The Uzon depression is bordered to the north and west by steep caldera walls that have survived into the modern landscape. These are essentially features of the second in the series of three caldera collapses; the third (minor) collapse merely deepened the depression west of the heli pad that is now largely marsh ground and lake remnants on a floor of lacustrine sediments. The highest ground is formed by the basaltic cone of Uzon volcano, which stands above the western rim of the caldera. Immediately west of the heli pad, Bannoe Lake has a steam vent beneath it; this erupted in 1989, but is now quiet. The lake is about 30m deep, and its bottom 7m are a pool of liquid sulphur at a temperature of 140oC; large blocks of glassy black sulphur have been extracted byvolcanologists. It appears that the sulphur vent is similar to the black smokers of ocean floors.

Further west, trails wind across the marsh ground on the caldera floor to a variety of hot springs, boiling lakes and mud pots in the dacitic tuffs and lake sediments. Various of the hot springs have associated sulphur, opal, pyrite and mercury deposits. Most of the colouring at the spring sites is due to temperature-sensitive algae.
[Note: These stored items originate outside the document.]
//! Output files with atomic tmp→rename

use std::fs;
use std::io::Write;
use std::path::{Path, PathBuf};

use anyhow::{Context, Result};

use crate::model::{FacilityRecord, Id};

/// Write `bytes` to `path.tmp`, sync, then rename over `path`.
fn write_atomic(path: &Path, bytes: &[u8]) -> std::io::Result<()> {
    let mut tmp_name = path.as_os_str().to_owned();
    tmp_name.push(".tmp");
    let tmp_path = PathBuf::from(tmp_name);

    let mut file = fs::File::create(&tmp_path)?;
    file.write_all(bytes)?;
    file.sync_all()?;
    drop(file);
    fs::rename(&tmp_path, path)
}

/// `facility_{facility}_checklist_{checklist}.pdf`
pub fn checklist_filename(facility_id: &Id, checklist_id: &Id) -> String {
    format!("facility_{facility_id}_checklist_{checklist_id}.pdf")
}

/// Save a downloaded checklist into `dir`; returns the saved path.
///
/// IDs that could leave `dir` are refused with `InvalidInput`.
pub fn save_checklist_pdf(
    dir: &Path,
    facility_id: &Id,
    checklist_id: &Id,
    bytes: &[u8],
) -> std::io::Result<PathBuf> {
    if let Some(id) = [facility_id, checklist_id].into_iter().find(|id| !id.is_safe()) {
        return Err(std::io::Error::new(
            std::io::ErrorKind::InvalidInput,
            format!("unsafe ID for file name: {id:?}"),
        ));
    }
    let path = dir.join(checklist_filename(facility_id, checklist_id));
    write_atomic(&path, bytes)?;
    Ok(path)
}

/// Write all facilities as one pretty-printed JSON array.
pub fn write_facilities(path: &Path, facilities: &[FacilityRecord]) -> Result<()> {
    let json = serde_json::to_vec_pretty(facilities).context("Failed to serialize facilities")?;
    write_atomic(path, &json).with_context(|| format!("Failed to write {}", path.display()))?;
    log::info!("Wrote {} facilities to {}", facilities.len(), path.display());
    Ok(())
}

/// Read back a file written by [`write_facilities`].
pub fn read_facilities(path: &Path) -> Result<Vec<FacilityRecord>> {
    let data = fs::read(path).with_context(|| format!("Failed to read {}", path.display()))?;
    serde_json::from_slice(&data).with_context(|| format!("Failed to parse {}", path.display()))
}

/// Remove `.tmp` leftovers from an interrupted run.
pub fn cleanup_tmp_files(dir: &Path) -> std::io::Result<()> {
    for entry in fs::read_dir(dir)? {
        let path = entry?.path();
        if path.extension().is_some_and(|ext| ext == "tmp") {
            log::warn!("Removing stale tmp file: {}", path.display());
            fs::remove_file(&path)?;
        }
    }
    Ok(())
}

#[cfg(test)]
mod tests {
    use carecheck_extract::{Extraction, ExtractionMethod, Fields};
    use serde_json::json;

    use super::*;
    use crate::model::{ChecklistResult, Finding, InspectionRecord};

    fn sample() -> Vec<FacilityRecord> {
        vec![
            FacilityRecord {
                facility_id: Id::Number(222),
                name: "Ranch Two".into(),
                address: "1 Elm, Moab, UT".into(),
                regulation_date: "2019-01-01".into(),
                expiration_date: "2026-01-01".into(),
                conditional: false,
                inspections: vec![InspectionRecord {
                    inspection_date: "2024-02-02".into(),
                    inspection_types: json!(["Annual"]),
                    findings: vec![Finding {
                        rule_number: "R501-1".into(),
                        rule_description: "Ratios".into(),
                        finding_text: "Ratio exceeded in café area".into(),
                    }],
                    checklists: vec![ChecklistResult {
                        checklist_id: Id::Number(9),
                        extraction: Extraction {
                            fields: Fields {
                                census: None,
                                contact_person: None,
                                licensor: Some("Ann Lee".into()),
                            },
                            extraction_method: ExtractionMethod::AllFailed,
                        },
                        pdf_file: "checklists/facility_222_checklist_9.pdf".into(),
                    }],
                }],
            },
            FacilityRecord {
                facility_id: Id::Text("111".into()),
                name: "Ranch One".into(),
                address: String::new(),
                regulation_date: String::new(),
                expiration_date: String::new(),
                conditional: true,
                inspections: vec![],
            },
        ]
    }

    #[test]
    fn facilities_round_trip_in_order() {
        let dir = tempfile::tempdir().unwrap();
        let path = dir.path().join("reports.json");
        let facilities = sample();
        write_facilities(&path, &facilities).unwrap();
        assert_eq!(read_facilities(&path).unwrap(), facilities);
        assert!(!dir.path().join("reports.json.tmp").exists());
    }

    #[test]
    fn output_is_pretty_utf8() {
        let dir = tempfile::tempdir().unwrap();
        let path = dir.path().join("reports.json");
        write_facilities(&path, &sample()).unwrap();
        let text = fs::read_to_string(&path).unwrap();
        assert!(text.starts_with("[\n  {"));
        assert!(text.contains("Ratio exceeded in café area"));
    }

    #[test]
    fn empty_run_writes_empty_array() {
        let dir = tempfile::tempdir().unwrap();
        let path = dir.path().join("reports.json");
        write_facilities(&path, &[]).unwrap();
        assert_eq!(fs::read_to_string(&path).unwrap(), "[]");
    }

    #[test]
    fn pdf_saved_under_expected_name() {
        let dir = tempfile::tempdir().unwrap();
        let path =
            save_checklist_pdf(dir.path(), &Id::Number(1), &Id::Number(2), b"%PDF-1.4").unwrap();
        assert_eq!(path, dir.path().join("facility_1_checklist_2.pdf"));
        assert_eq!(fs::read(&path).unwrap(), b"%PDF-1.4");
    }

    #[test]
    fn pdf_save_fails_without_dir() {
        let dir = tempfile::tempdir().unwrap();
        let missing = dir.path().join("missing");
        assert!(save_checklist_pdf(&missing, &Id::Number(1), &Id::Number(2), b"x").is_err());
    }

    #[test]
    fn pdf_save_refuses_path_escape() {
        let root = tempfile::tempdir().unwrap();
        let dir = root.path().join("checklists");
        fs::create_dir_all(dir.join("facility_1_checklist_x")).unwrap();

        let err = save_checklist_pdf(
            &dir,
            &Id::Number(1),
            &Id::Text("x/../../escape".into()),
            b"%PDF-1.4",
        )
        .unwrap_err();
        assert_eq!(err.kind(), std::io::ErrorKind::InvalidInput);
        assert!(!root.path().join("escape.pdf").exists());
        assert!(!root.path().join("escape.pdf.tmp").exists());
    }

    #[test]
    fn cleanup_removes_only_tmp() {
        let dir = tempfile::tempdir().unwrap();
        fs::write(dir.path().join("a.pdf.tmp"), b"stale").unwrap();
        fs::write(dir.path().join("b.pdf"), b"ok").unwrap();
        cleanup_tmp_files(dir.path()).unwrap();
        assert!(!dir.path().join("a.pdf.tmp").exists());
        assert!(dir.path().join("b.pdf").exists());
    }
}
Towards the east, a trail leads through alder bushes up the Belaya dome; this is formed of slab-jointed dacite porphyry that varies from dark lava and tuff to glassy obsidian and light pumice. Some is hydrothermally altered, with kaolinite, opal, alunite and sulphur. Adjacent to Belaya, there are two small acid lakes with pH of 2. Further north. Lake Dalneye is nearly 1 km across, in a splendid maar crater fringed by a tuff ring of very scoriaceous basalt; it was produced by the modest steam explosions of a phreatic eruption from a vent beneath the lakes and marshes of the caldera floor. Return by helicopter to Yelisovo, and by bus to the Petropavlovsk Hotel. Dinner in hotel.